§ **Activity**
Transcribe only the lines between the first line of the records and the line containing "type Err = UnknownColorTag;", inclusive, exactly as written.

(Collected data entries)
━━━━━━━━━━━━━━━━
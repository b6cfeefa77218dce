use serde::{Deserialize, Serialize};
use std::fmt;
use std::str::FromStr;
use thiserror::Error;

/// A user-assigned color label from the fixed palette.
#[derive(Debug, Clone, Copy, PartialEq, Eq, Hash, Serialize, Deserialize)]
#[serde(rename_all = "lowercase")]
pub enum ColorTag {
    Sunrise,
    Sunset,
    Sky,
    Ocean,
    Forest,
    Violet,
    Rose,
    Amber,
    Mint,
}

#[derive(Error, Debug, Clone, PartialEq, Eq)]
#[error("Unknown color tag: '{0}'")]
pub struct UnknownColorTag(pub String);

impl ColorTag {
    /// The palette, in display order.
    pub const PALETTE: [ColorTag; 9] = [
        ColorTag::Sunrise,
        ColorTag::Sunset,
        ColorTag::Sky,
        ColorTag::Ocean,
        ColorTag::Forest,
        ColorTag::Violet,
        ColorTag::Rose,
        ColorTag::Amber,
        ColorTag::Mint,
    ];

    pub fn as_str(&self) -> &'static str {
        match self {
            ColorTag::Sunrise => "sunrise",
            ColorTag::Sunset => "sunset",
            ColorTag::Sky => "sky",
            ColorTag::Ocean => "ocean",
            ColorTag::Forest => "forest",
            ColorTag::Violet => "violet",
            ColorTag::Rose => "rose",
            ColorTag::Amber => "amber",
            ColorTag::Mint => "mint",
        }
    }

    /// Picks the least used tag among `in_use`, ties broken by palette order.
    ///
    /// Any tag that does not appear in `in_use` has a count of zero, so an unused
    /// tag is always preferred while one exists.
    pub fn auto_pick<I>(in_use: I) -> ColorTag
    where
        I: IntoIterator<Item = ColorTag>,
    {
        let mut counts = [0usize; 9];
        for tag in in_use {
            counts[tag.palette_index()] += 1;
        }
        let mut best = 0;
        for (i, count) in counts.iter().enumerate() {
            if *count < counts[best] {
                best = i;
            }
        }
        Self::PALETTE[best]
    }

    fn palette_index(&self) -> usize {
        *self as usize
    }
}

impl fmt::Display for ColorTag {
    fn fmt(&self, f: &mut fmt::Formatter<'_>) -> fmt::Result {
        f.write_str(self.as_str())
    }
}

impl FromStr for ColorTag {
    type Err = UnknownColorTag;

    fn from_str(s: &str) -> Result<Self, Self::Err> {
        Self::PALETTE
            .iter()
            .copied()
            .find(|tag| tag.as_str() == s)
            .ok_or_else(|| UnknownColorTag(s.to_string()))
    }
}

#[cfg(test)]
mod tests {
    use super::*;

    #[test]
    fn parses_every_palette_entry() {
        for tag in ColorTag::PALETTE {
            assert_eq!(tag.as_str().parse::<ColorTag>(), Ok(tag));
        }
        assert!("teal".parse::<ColorTag>().is_err());
    }

    #[test]
    fn auto_pick_skips_used_tags() {
        let used = [ColorTag::Sunrise, ColorTag::Sky, ColorTag::Ocean];
        let picked = ColorTag::auto_pick(used);
        assert!(!used.contains(&picked));
        assert_eq!(picked, ColorTag::Sunset);
    }

    #[test]
    fn auto_pick_prefers_least_used_when_all_taken() {
        let mut used: Vec<ColorTag> = ColorTag::PALETTE.to_vec();
        used.extend(ColorTag::PALETTE.iter().copied().filter(|t| *t != ColorTag::Rose));
        assert_eq!(ColorTag::auto_pick(used), ColorTag::Rose);
    }

    #[test]
    fn serde_uses_lowercase_names() {
        let json = serde_json::to_string(&ColorTag::Forest).unwrap();
        assert_eq!(json, "\"forest\"");
    }
}
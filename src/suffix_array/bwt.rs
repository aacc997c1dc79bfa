//! rust-sais
//!
//! # Licensing
//! This Source Code is subject to the terms of the Mozilla Public License
//! version 2.0 (the "License"). You can obtain a copy of the License at
//! <http://mozilla.org/MPL/2.0/>.

#[cfg(not(feature = "std"))]
use alloc::vec::Vec;
use crate::suffix_array::suffix_array;

/// Burrows-Wheeler transform of a text terminated by an implicit sentinel
/// that sorts before every byte.
#[derive(Debug, Clone, PartialEq, Eq)]
pub struct Bwt {
    /// Last column of the sorted rotations with the sentinel left out.
    pub last: Vec<u8>,
    /// Row whose last character is the sentinel.
    pub primary: usize,
}

/// Computes the transform from the suffix array of `data`. Row 0 is always
/// the rotation starting at the sentinel.
pub fn bwt(data: &[u8]) -> Bwt {
    let sa = suffix_array(data);
    let mut last = Vec::with_capacity(data.len());
    let mut primary = 0;

    if let Some(&c) = data.last() {
        last.push(c);
    }
    for (row, &i) in sa.iter().enumerate() {
        if i == 0 {
            primary = row + 1;
        } else {
            last.push(data[i - 1]);
        }
    }
    Bwt { last, primary }
}

impl Bwt {
    /// Restores the original text by walking the last-to-first mapping
    /// backwards from the sentinel row.
    ///
    /// # Panics
    ///
    /// Panics if `primary` is not the one produced by [`bwt`] for `last`.
    pub fn inverse(&self) -> Vec<u8> {
        let count = self.last.len();
        if count == 0 {
            return Vec::new();
        }
        assert!(
            self.primary > 0 && self.primary <= count,
            "primary row {} out of range",
            self.primary
        );

        let mut occurrences = [0_usize; 256];
        let mut rank = Vec::with_capacity(count);
        for &c in &self.last {
            let c = usize::from(c);
            rank.push(occurrences[c]);
            occurrences[c] += 1;
        }

        // first row of every byte, after the sentinel row
        let mut starts = [0_usize; 256];
        let mut sum = 1;
        for (s, &o) in starts.iter_mut().zip(occurrences.iter()) {
            *s = sum;
            sum += o;
        }

        let mut data = vec![0_u8; count];
        let mut row = 0;
        for k in (0..count).rev() {
            let j = if row < self.primary { row } else { row - 1 };
            let c = self.last[j];
            data[k] = c;
            row = starts[usize::from(c)] + rank[j];
        }
        data
    }
}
━━━━━━━━━━━━━━━━
§ **Task response**
repository b6cfeefa77218dce
use serde::{Deserialize, Serialize};
use std::fmt;
use std::str::FromStr;
use thiserror::Error;

/// A user-assigned color label from the fixed palette.
#[derive(Debug, Clone, Copy, PartialEq, Eq, Hash, Serialize, Deserialize)]
#[serde(rename_all = "lowercase")]
pub enum ColorTag {
    Sunrise,
    Sunset,
    Sky,
    Ocean,
    Forest,
    Violet,
    Rose,
    Amber,
    Mint,
}

#[derive(Error, Debug, Clone, PartialEq, Eq)]
#[error("Unknown color tag: '{0}'")]
pub struct UnknownColorTag(pub String);

impl ColorTag {
    /// The palette, in display order.
    pub const PALETTE: [ColorTag; 9] = [
        ColorTag::Sunrise,
        ColorTag::Sunset,
        ColorTag::Sky,
        ColorTag::Ocean,
        ColorTag::Forest,
        ColorTag::Violet,
        ColorTag::Rose,
        ColorTag::Amber,
        ColorTag::Mint,
    ];

    pub fn as_str(&self) -> &'static str {
        match self {
            ColorTag::Sunrise => "sunrise",
            ColorTag::Sunset => "sunset",
            ColorTag::Sky => "sky",
            ColorTag::Ocean => "ocean",
            ColorTag::Forest => "forest",
            ColorTag::Violet => "violet",
            ColorTag::Rose => "rose",
            ColorTag::Amber => "amber",
            ColorTag::Mint => "mint",
        }
    }

    /// Picks the least used tag among `in_use`, ties broken by palette order.
    ///
    /// Any tag that does not appear in `in_use` has a count of zero, so an unused
    /// tag is always preferred while one exists.
    pub fn auto_pick<I>(in_use: I) -> ColorTag
    where
        I: IntoIterator<Item = ColorTag>,
    {
        let mut counts = [0usize; 9];
        for tag in in_use {
            counts[tag.palette_index()] += 1;
        }
        let mut best = 0;
        for (i, count) in counts.iter().enumerate() {
            if *count < counts[best] {
                best = i;
            }
        }
        Self::PALETTE[best]
    }

    fn palette_index(&self) -> usize {
        *self as usize
    }
}

impl fmt::Display for ColorTag {
    fn fmt(&self, f: &mut fmt::Formatter<'_>) -> fmt::Result {
        f.write_str(self.as_str())
    }
}

impl FromStr for ColorTag {
    type Err = UnknownColorTag;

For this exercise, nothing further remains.